* [Instructions to follow] Take the data below and extract the lines from the one with "async fn create_identity(&self, identity: &Identity)" to the one with "async fn list_tokens_for_user(&self, user_id: Uuid)", inclusive, exactly as written.

━━━━━ Records for this exercise

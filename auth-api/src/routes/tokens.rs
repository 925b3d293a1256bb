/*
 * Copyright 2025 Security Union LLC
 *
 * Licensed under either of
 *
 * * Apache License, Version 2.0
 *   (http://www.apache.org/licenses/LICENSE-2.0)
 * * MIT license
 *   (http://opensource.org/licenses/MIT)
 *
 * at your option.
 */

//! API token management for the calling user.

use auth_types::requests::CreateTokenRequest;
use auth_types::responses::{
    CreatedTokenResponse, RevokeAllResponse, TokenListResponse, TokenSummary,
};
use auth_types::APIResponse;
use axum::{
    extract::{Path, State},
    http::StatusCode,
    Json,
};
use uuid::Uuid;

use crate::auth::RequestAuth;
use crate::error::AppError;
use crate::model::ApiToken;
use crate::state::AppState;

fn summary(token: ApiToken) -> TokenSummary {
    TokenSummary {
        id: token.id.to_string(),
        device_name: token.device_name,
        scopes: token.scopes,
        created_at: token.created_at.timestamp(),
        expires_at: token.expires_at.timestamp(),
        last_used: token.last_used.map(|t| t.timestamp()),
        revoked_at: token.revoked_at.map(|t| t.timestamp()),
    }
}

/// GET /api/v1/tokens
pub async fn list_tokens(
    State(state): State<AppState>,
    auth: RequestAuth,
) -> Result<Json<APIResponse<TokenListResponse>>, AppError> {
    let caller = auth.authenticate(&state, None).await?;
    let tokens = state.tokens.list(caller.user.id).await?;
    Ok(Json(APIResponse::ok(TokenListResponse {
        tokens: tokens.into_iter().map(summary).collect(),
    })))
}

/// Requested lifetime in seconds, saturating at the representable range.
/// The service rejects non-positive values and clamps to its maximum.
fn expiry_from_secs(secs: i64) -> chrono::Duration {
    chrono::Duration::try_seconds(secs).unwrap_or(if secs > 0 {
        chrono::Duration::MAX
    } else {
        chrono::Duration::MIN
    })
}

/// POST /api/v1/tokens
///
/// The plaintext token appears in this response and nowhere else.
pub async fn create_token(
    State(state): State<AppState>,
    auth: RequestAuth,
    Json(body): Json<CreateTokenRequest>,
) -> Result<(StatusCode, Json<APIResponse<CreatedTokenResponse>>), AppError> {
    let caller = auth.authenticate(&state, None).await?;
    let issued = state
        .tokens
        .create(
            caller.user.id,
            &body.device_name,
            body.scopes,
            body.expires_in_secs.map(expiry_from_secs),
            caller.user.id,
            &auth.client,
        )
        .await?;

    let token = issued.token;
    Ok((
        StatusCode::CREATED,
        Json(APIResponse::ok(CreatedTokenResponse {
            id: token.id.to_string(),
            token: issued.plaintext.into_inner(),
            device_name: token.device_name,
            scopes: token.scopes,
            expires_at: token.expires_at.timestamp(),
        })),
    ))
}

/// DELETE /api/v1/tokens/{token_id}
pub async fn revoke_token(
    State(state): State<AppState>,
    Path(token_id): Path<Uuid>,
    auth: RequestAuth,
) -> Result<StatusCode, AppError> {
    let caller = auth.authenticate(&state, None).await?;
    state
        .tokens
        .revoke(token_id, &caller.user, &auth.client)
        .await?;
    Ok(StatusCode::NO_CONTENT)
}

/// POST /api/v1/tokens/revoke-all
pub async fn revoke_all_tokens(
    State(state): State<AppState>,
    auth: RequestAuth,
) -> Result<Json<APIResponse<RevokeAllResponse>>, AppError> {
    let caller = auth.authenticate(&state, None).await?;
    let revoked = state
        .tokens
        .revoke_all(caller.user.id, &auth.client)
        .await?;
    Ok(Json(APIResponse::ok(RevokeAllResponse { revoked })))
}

━━━━━━━━━━
━━━━━ Records for this exercise

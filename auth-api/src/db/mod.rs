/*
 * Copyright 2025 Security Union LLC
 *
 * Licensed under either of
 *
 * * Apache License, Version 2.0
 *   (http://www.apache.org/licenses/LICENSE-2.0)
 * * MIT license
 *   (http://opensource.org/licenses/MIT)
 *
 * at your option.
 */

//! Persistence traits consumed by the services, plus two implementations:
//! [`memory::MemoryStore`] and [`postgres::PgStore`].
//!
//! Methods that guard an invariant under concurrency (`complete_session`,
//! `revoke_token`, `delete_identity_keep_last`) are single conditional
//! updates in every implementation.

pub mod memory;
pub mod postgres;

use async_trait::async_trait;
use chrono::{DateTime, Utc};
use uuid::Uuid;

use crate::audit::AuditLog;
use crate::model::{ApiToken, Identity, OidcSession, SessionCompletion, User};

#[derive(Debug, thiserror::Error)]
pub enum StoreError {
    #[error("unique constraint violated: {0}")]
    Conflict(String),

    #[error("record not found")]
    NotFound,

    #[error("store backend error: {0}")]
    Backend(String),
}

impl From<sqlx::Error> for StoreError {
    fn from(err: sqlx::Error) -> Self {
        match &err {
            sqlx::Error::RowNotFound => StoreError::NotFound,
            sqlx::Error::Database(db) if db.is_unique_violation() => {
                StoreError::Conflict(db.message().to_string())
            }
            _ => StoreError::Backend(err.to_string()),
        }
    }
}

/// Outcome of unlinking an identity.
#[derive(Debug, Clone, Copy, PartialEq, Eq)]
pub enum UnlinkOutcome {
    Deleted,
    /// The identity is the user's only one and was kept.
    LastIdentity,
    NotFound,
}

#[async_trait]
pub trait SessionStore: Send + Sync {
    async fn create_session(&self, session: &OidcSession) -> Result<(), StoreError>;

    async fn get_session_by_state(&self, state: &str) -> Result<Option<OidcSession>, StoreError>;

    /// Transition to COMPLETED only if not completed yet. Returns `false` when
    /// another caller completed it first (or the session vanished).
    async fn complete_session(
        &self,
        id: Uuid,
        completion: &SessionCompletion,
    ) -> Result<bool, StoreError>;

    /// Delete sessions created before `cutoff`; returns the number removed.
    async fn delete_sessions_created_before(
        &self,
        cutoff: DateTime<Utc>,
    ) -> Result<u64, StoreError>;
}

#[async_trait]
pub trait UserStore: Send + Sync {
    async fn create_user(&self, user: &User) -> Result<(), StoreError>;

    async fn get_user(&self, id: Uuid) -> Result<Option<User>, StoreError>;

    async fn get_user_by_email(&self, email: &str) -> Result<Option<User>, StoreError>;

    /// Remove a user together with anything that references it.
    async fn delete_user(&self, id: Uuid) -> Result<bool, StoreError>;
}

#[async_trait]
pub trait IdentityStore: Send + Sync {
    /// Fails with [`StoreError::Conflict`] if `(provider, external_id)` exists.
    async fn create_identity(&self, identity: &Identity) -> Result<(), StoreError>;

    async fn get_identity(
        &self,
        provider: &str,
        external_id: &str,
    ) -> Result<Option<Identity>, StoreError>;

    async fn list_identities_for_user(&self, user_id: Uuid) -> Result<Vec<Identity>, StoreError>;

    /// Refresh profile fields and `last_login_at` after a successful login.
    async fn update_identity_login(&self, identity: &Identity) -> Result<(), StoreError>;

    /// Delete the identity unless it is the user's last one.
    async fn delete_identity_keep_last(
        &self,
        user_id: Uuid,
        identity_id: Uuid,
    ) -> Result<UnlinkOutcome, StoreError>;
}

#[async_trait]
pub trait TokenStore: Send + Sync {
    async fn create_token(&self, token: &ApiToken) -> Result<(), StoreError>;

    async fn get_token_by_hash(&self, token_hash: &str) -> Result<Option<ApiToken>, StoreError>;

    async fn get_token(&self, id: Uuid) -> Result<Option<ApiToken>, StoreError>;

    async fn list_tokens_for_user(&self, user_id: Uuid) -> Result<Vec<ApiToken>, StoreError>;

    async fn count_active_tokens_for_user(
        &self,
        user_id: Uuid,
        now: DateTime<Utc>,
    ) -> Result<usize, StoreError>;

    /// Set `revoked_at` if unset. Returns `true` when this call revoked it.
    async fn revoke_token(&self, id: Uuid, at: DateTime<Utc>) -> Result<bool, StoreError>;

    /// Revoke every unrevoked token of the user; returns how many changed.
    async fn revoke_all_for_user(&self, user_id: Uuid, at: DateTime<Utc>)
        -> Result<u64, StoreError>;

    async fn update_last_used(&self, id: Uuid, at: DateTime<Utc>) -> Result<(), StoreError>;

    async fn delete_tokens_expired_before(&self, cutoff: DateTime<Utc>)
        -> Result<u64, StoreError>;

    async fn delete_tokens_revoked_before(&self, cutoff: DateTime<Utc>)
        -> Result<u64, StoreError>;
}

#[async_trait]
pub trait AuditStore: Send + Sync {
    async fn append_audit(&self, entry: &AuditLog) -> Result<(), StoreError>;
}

━━━━━━━━━━

* [Answer to this exercise]
    async fn create_identity(&self, identity: &Identity) -> Result<(), StoreError>;

    async fn get_identity(
        &self,
        provider: &str,
        external_id: &str,
    ) -> Result<Option<Identity>, StoreError>;

    async fn list_identities_for_user(&self, user_id: Uuid) -> Result<Vec<Identity>, StoreError>;

    /// Refresh profile fields and `last_login_at` after a successful login.
    async fn update_identity_login(&self, identity: &Identity) -> Result<(), StoreError>;

    /// Delete the identity unless it is the user's last one.
    async fn delete_identity_keep_last(
        &self,
        user_id: Uuid,
        identity_id: Uuid,
    ) -> Result<UnlinkOutcome, StoreError>;
}

#[async_trait]
pub trait TokenStore: Send + Sync {
    async fn create_token(&self, token: &ApiToken) -> Result<(), StoreError>;

    async fn get_token_by_hash(&self, token_hash: &str) -> Result<Option<ApiToken>, StoreError>;

    async fn get_token(&self, id: Uuid) -> Result<Option<ApiToken>, StoreError>;

    async fn list_tokens_for_user(&self, user_id: Uuid) -> Result<Vec<ApiToken>, StoreError>;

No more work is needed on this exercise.